-------- DATA
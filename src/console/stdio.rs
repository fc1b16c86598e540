//! Stdio console implementation.
//!
//! Implements the [`Console`] trait over stdin/stdout using a
//! length-limited line codec, so a single unterminated line cannot grow
//! without bound.

use std::str::FromStr;

use futures_util::StreamExt;
use tokio::io::{AsyncWriteExt, BufWriter};
use tokio::sync::Mutex;
use tokio_util::codec::{FramedRead, LinesCodec, LinesCodecError};

use crate::error::ConsoleError;

use super::{Console, DEFAULT_MAX_LINE_LENGTH, DEFAULT_WRITE_BUFFER_SIZE, Result};

/// Configuration for the stdio console.
///
/// Values are read from environment variables with fallback to defaults.
#[derive(Debug, Clone, Copy)]
pub struct ConsoleConfig {
    /// Maximum input line length in bytes.
    pub max_line_length: usize,
    /// Write buffer size in bytes.
    pub write_buffer_size: usize,
}

impl ConsoleConfig {
    /// Loads configuration from environment variables with defaults.
    ///
    /// | Variable | Default |
    /// |----------|---------|
    /// | `LEASELENS_MAX_LINE_LENGTH` | 8 KB |
    /// | `LEASELENS_WRITE_BUFFER_SIZE` | 16 KB |
    #[must_use]
    pub fn from_env() -> Self {
        Self {
            max_line_length: env_or("LEASELENS_MAX_LINE_LENGTH", DEFAULT_MAX_LINE_LENGTH),
            write_buffer_size: env_or("LEASELENS_WRITE_BUFFER_SIZE", DEFAULT_WRITE_BUFFER_SIZE),
        }
    }
}

impl Default for ConsoleConfig {
    fn default() -> Self {
        Self {
            max_line_length: DEFAULT_MAX_LINE_LENGTH,
            write_buffer_size: DEFAULT_WRITE_BUFFER_SIZE,
        }
    }
}

/// Line console over stdin/stdout.
///
/// Uses separate `tokio::sync::Mutex` locks for reader and writer so reads
/// and writes can proceed concurrently. The async mutex is required because
/// the locks are held across `.await` points.
pub struct StdioConsole {
    reader: Mutex<FramedRead<tokio::io::Stdin, LinesCodec>>,
    writer: Mutex<BufWriter<tokio::io::Stdout>>,
    config: ConsoleConfig,
}

impl StdioConsole {
    /// Creates a stdio console with configuration from environment variables.
    #[must_use]
    pub fn new() -> Self {
        Self::with_config(ConsoleConfig::from_env())
    }

    /// Creates a stdio console with explicit configuration.
    #[must_use]
    pub fn with_config(config: ConsoleConfig) -> Self {
        Self {
            reader: Mutex::new(FramedRead::new(
                tokio::io::stdin(),
                LinesCodec::new_with_max_length(config.max_line_length),
            )),
            writer: Mutex::new(BufWriter::with_capacity(
                config.write_buffer_size,
                tokio::io::stdout(),
            )),
            config,
        }
    }
}

impl Default for StdioConsole {
    fn default() -> Self {
        Self::new()
    }
}

impl std::fmt::Debug for StdioConsole {
    fn fmt(&self, f: &mut std::fmt::Formatter<'_>) -> std::fmt::Result {
        f.debug_struct("StdioConsole")
            .field("config", &self.config)
            .finish_non_exhaustive()
    }
}

#[async_trait::async_trait]
impl Console for StdioConsole {
    async fn read_line(&self) -> Result<Option<String>> {
        let mut reader = self.reader.lock().await;
        match reader.next().await {
            Some(Ok(line)) => Ok(Some(line)),
            Some(Err(LinesCodecError::MaxLineLengthExceeded)) => {
                // The codec discards through the next newline, so the
                // session can report this and keep reading.
                Err(ConsoleError::LineTooLong {
                    limit: self.config.max_line_length,
                })
            }
            Some(Err(LinesCodecError::Io(e))) => Err(ConsoleError::Io(e)),
            None => Ok(None),
        }
    }

    async fn write_line(&self, text: &str) -> Result<()> {
        let mut writer = self.writer.lock().await;
        writer.write_all(text.as_bytes()).await?;
        writer.write_all(b"\n").await?;
        writer.flush().await?;
        drop(writer);
        Ok(())
    }

    async fn write_prompt(&self, text: &str) -> Result<()> {
        let mut writer = self.writer.lock().await;
        writer.write_all(text.as_bytes()).await?;
        writer.flush().await?;
        drop(writer);
        Ok(())
    }
}

/// Reads an environment variable, parsing it to type `T`, or returns the default.
///
/// Logs a warning if the variable is set but cannot be parsed.
fn env_or<T: FromStr>(name: &str, default: T) -> T {
    match std::env::var(name) {
        Ok(v) => v.parse().unwrap_or_else(|_| {
            tracing::warn!(name, value = %v, "invalid env var value, using default");
            default
        }),
        Err(_) => default,
    }
}

#[cfg(test)]
mod tests {
    use super::*;

    #[test]
    fn test_console_config_default() {
        let config = ConsoleConfig::default();
        assert_eq!(config.max_line_length, DEFAULT_MAX_LINE_LENGTH);
        assert_eq!(config.write_buffer_size, DEFAULT_WRITE_BUFFER_SIZE);
    }

    #[test]
    fn test_env_or_default() {
        let result: usize = env_or("LEASELENS_TEST_NONEXISTENT_VAR_12345", 42);
        assert_eq!(result, 42);
    }

    #[test]
    fn test_console_debug() {
        let console = StdioConsole::with_config(ConsoleConfig::default());
        let debug = format!("{console:?}");
        assert!(debug.contains("StdioConsole"));
        assert!(debug.contains("config"));
    }
}
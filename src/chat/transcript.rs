//! Ordered record of the chat tab.

use chrono::{DateTime, Utc};

/// Who produced a chat entry.
#[derive(Debug, Clone, Copy, PartialEq, Eq)]
pub enum Speaker {
    /// The person driving the session.
    User,
    /// The scripted assistant.
    Bot,
}

/// A single message in the chat tab.
#[derive(Debug, Clone)]
pub struct ChatEntry {
    /// Who said it.
    pub speaker: Speaker,
    /// Message text.
    pub text: String,
    /// When the entry was appended.
    pub timestamp: DateTime<Utc>,
}

/// Append-only transcript of the chat tab.
#[derive(Debug, Clone, Default)]
pub struct Transcript {
    entries: Vec<ChatEntry>,
}

impl Transcript {
    /// Creates an empty transcript.
    #[must_use]
    pub const fn new() -> Self {
        Self {
            entries: Vec::new(),
        }
    }

    /// Appends a user message.
    pub fn push_user(&mut self, text: &str) {
        self.push(Speaker::User, text);
    }

    /// Appends an assistant reply.
    pub fn push_bot(&mut self, text: &str) {
        self.push(Speaker::Bot, text);
    }

    fn push(&mut self, speaker: Speaker, text: &str) {
        self.entries.push(ChatEntry {
            speaker,
            text: text.to_string(),
            timestamp: Utc::now(),
        });
    }

    /// All entries in append order.
    #[must_use]
    pub fn entries(&self) -> &[ChatEntry] {
        &self.entries
    }

    /// Number of entries.
    #[must_use]
    pub fn len(&self) -> usize {
        self.entries.len()
    }

    /// Whether nothing has been said yet.
    #[must_use]
    pub fn is_empty(&self) -> bool {
        self.entries.is_empty()
    }

    /// The most recent entry, if any.
    #[must_use]
    pub fn last(&self) -> Option<&ChatEntry> {
        self.entries.last()
    }
}
//! Version and build information display.
//!
//! Build metadata comes from the `built` build script; git fields are
//! absent when the crate is built outside a checkout.

use crate::cli::args::{OutputFormat, VersionArgs};

#[allow(dead_code)]
mod built_info {
    include!(concat!(env!("OUT_DIR"), "/built.rs"));
}

/// Prints version and build information.
pub fn run(args: &VersionArgs) {
    match args.format {
        OutputFormat::Text => println!("{}", render_text()),
        OutputFormat::Json => println!("{}", render_json()),
    }
}

fn render_text() -> String {
    let mut out = format!("{} {}", built_info::PKG_NAME, built_info::PKG_VERSION);
    if let Some(commit) = built_info::GIT_COMMIT_HASH_SHORT {
        let dirty = if built_info::GIT_DIRTY == Some(true) {
            " (dirty)"
        } else {
            ""
        };
        out.push_str(&format!("\ncommit:  {commit}{dirty}"));
    }
    out.push_str(&format!("\nbuilt:   {}", built_info::BUILT_TIME_UTC));
    out.push_str(&format!("\nrustc:   {}", built_info::RUSTC_VERSION));
    out
}

fn render_json() -> serde_json::Value {
    serde_json::json!({
        "name": built_info::PKG_NAME,
        "version": built_info::PKG_VERSION,
        "commit": built_info::GIT_COMMIT_HASH_SHORT,
        "dirty": built_info::GIT_DIRTY,
        "built": built_info::BUILT_TIME_UTC,
        "rustc": built_info::RUSTC_VERSION,
    })
}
----------------
TASK PROMPT → Take the lines from the first line of the records through the line holding "use futures_util::StreamExt;", both included, and please reproduce them exactly with nothing added.

WRITTEN SOLUTION →
filename src/console/stdio.rs
repository fc1b16c86598e540
//! Stdio console implementation.
//!
//! Implements the [`Console`] trait over stdin/stdout using a
//! length-limited line codec, so a single unterminated line cannot grow
//! without bound.

use std::str::FromStr;

use futures_util::StreamExt;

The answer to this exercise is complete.